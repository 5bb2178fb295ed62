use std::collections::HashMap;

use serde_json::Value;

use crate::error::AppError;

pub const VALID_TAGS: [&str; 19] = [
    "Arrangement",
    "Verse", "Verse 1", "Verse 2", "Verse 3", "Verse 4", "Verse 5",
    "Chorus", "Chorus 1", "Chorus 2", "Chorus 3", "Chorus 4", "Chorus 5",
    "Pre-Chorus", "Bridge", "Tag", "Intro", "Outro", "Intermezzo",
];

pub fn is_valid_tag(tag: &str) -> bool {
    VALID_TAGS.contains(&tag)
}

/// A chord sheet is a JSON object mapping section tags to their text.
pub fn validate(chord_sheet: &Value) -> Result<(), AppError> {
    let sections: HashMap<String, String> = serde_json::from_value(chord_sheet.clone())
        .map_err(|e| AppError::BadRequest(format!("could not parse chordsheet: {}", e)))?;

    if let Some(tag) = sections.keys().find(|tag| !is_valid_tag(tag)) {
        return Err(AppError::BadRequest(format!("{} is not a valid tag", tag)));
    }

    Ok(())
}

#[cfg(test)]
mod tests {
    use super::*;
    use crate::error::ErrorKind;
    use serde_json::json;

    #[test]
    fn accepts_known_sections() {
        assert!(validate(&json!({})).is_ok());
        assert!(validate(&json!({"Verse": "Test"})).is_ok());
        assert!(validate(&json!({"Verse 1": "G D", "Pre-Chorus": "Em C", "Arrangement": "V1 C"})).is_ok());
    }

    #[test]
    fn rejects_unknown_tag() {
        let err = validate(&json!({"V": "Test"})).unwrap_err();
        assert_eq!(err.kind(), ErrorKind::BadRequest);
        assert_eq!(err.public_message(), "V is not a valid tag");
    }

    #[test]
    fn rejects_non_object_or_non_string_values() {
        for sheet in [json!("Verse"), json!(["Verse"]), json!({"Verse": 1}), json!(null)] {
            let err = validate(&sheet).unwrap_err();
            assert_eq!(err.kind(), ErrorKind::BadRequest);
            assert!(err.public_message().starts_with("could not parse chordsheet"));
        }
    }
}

• What to work on:
From the material above, gather all lines that include the string "BadRequest" and copy them.

• Answer:
        .map_err(|e| AppError::BadRequest(format!("could not parse chordsheet: {}", e)))?;
        return Err(AppError::BadRequest(format!("{} is not a valid tag", tag)));
        assert_eq!(err.kind(), ErrorKind::BadRequest);
            assert_eq!(err.kind(), ErrorKind::BadRequest);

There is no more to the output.